William S. Burroughs

  • Taking Tiger Mountain (1983)

    Taking Tiger Mountain (1983)

    (On Cable TV, November 2021) Well, that’s a weird one. TCM Underground can be pedestrian and repetitive at times, but once every so often it comes up with a genuine curio, and that’s how to best interpret Taking Tiger Mountain. Taking the experimental film clichés (black-and-white grainy film, constant voiceovers, dystopian world, bizarre plotting, and clunky integration of wider concerns over plot) to their fullest extent, it’s a film that loosely tells us about a feminist militant cell’s attempt to brainwash a student (a young Bill Paxton, in his film debut) to kill the minister of prostitution. It’s all grim, with barely understandable material meant to surprise as much as to tell a story. Bizarrely, it’s an adaptation of a William S. Burroughs story named “The Blade Runner,” linking it to that other film in surprising ways. I can’t say that I liked Taking Tiger Mountain — it’s a kind of filmmaking I find intermittently interesting for playing with the grammar of film, but quickly exasperating — but it’s certainly different, and well-worth taking out of mothballs once in a while to expand the usual definition of what a science fiction film was circa 1983.

  • Naked Lunch (1991)

    Naked Lunch (1991)

    (Youtube Streaming, December 2020) I won’t even try to explain the plot of Naked Lunch: it’s bizarre enough that it probably wouldn’t make sense anyway.
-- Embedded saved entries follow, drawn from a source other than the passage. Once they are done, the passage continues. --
// SPDX-License-Identifier: Apache-2.0
// © James Ross Ω FLYING•ROBOTS <https://github.com/flyingrobots>
//! Data the server template injects as `page_data`.

use serde::{Deserialize, Deserializer};
use serde_json::Value;

use crate::reply::text_of;

/// One catalogue entry.
#[derive(Debug, Clone, PartialEq, Eq, Deserialize)]
pub struct Product {
    /// Item code used by every cart call.
    pub item_code: String,
    /// Display name.
    #[serde(default)]
    pub item_name: String,
    /// Image URL.
    #[serde(default)]
    pub image: Option<String>,
    /// Price as shown.
    #[serde(default, deserialize_with = "figure")]
    pub standard_rate: String,
    /// `1` for template items that need a variant chosen first.
    #[serde(default)]
    pub has_variants: i64,
}

impl Product {
    /// Whether adding this product requires choosing a variant.
    pub const fn is_template(&self) -> bool {
        self.has_variants == 1
    }
}

/// Page-level data.
#[derive(Debug, Clone, Default, PartialEq, Eq, Deserialize)]
#[serde(default)]
pub struct PageData {
    /// Products listed on the page.
    pub products: Vec<Product>,
    /// Current listing page, 1-based.
    pub page: u32,
    /// Products per listing page.
    pub limit: u32,
    /// Products across all listing pages.
    pub total_products: u32,
}

impl PageData {
    /// Parse the injected JSON.
    pub fn from_json(raw: &str) -> Result<Self, serde_json::Error> {
        serde_json::from_str(raw)
    }

    /// Product with `item_code`, if listed.
    pub fn find(&self, item_code: &str) -> Option<&Product> {
        self.products.iter().find(|p| p.item_code == item_code)
    }
}

/// Numbers and strings alike, rendered as display text.
pub(crate) fn figure<'de, D>(deserializer: D) -> Result<String, D::Error>
where
    D: Deserializer<'de>,
{
    Ok(text_of(&Value::deserialize(deserializer)?))
}

#[allow(clippy::unwrap_used)]
#[cfg(test)]
mod tests {
    use super::*;

    #[test]
    fn numeric_rates_render_as_text() {
        let page = PageData::from_json(
            r#"{"products":[{"item_code":"T","item_name":"Tee","standard_rate":12.5,"has_variants":1}],
                "page":2,"limit":12,"total_products":30}"#,
        )
        .unwrap();
        let tee = page.find("T").unwrap();
        assert_eq!(tee.standard_rate, "12.5");
        assert!(tee.is_template());
        assert_eq!(page.page, 2);
        assert!(page.find("missing").is_none());
    }

    #[test]
    fn absent_fields_default() {
        let page = PageData::from_json("{}").unwrap();
        assert!(page.products.is_empty());
        assert_eq!(page.limit, 0);
    }
}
But this reinterpretation of William S. Burroughs’ novel is one that relies more on scenes and visuals than overall plot for impact. What we do have here is an exterminator possibly driven to hallucinations through the bug powder dust he inhales. Or perhaps he’s a secret agent taking orders from insect-like creatures. Or maybe he’s a writer in North Africa, living in a science-fiction Interzone in-between aliens and secret operatives. Maybe he’s bisexual, or maybe insectsexual. Maybe he’s being directed by a harsh dark-haired woman, or maybe she’s just a man in elaborate disguise. Maybe he meets his dead wife’s doppelganger (albeit with a better and curlier haircut), or maybe she’s the same person. Maybe… yeah, maybe. A good cast (Peter Weller, Judy Davis, Ian Holm, Roy Scheider and, wait, is that Monique Mercure?) anchors the film in dubiously tactile reality, but don’t take anything for granted. After all, this is a film in which the protagonist’s typewriter gets an erection during a sex scene and if that doesn’t get you interested, then you were never meant to see it anyway. Under David Cronenberg’s typical direction, Naked Lunch is wonderfully weird even thirty years later – delightfully close to Science Fiction while also being recognizable as a psychological thriller if you choose to be a stick in the mud about the film’s genre affiliations. I’m glad I tried to watch the film and bounced off of it in the late 1990s – I had a much better time revisiting it now that my expectations were lowered and calibrated for maximum eccentricity. But I will admit that it’s not to everyone’s taste. Incidentally, the film inspired its perfect soundtrack three years later: Bomb the Bass’s Bug Powder Dust.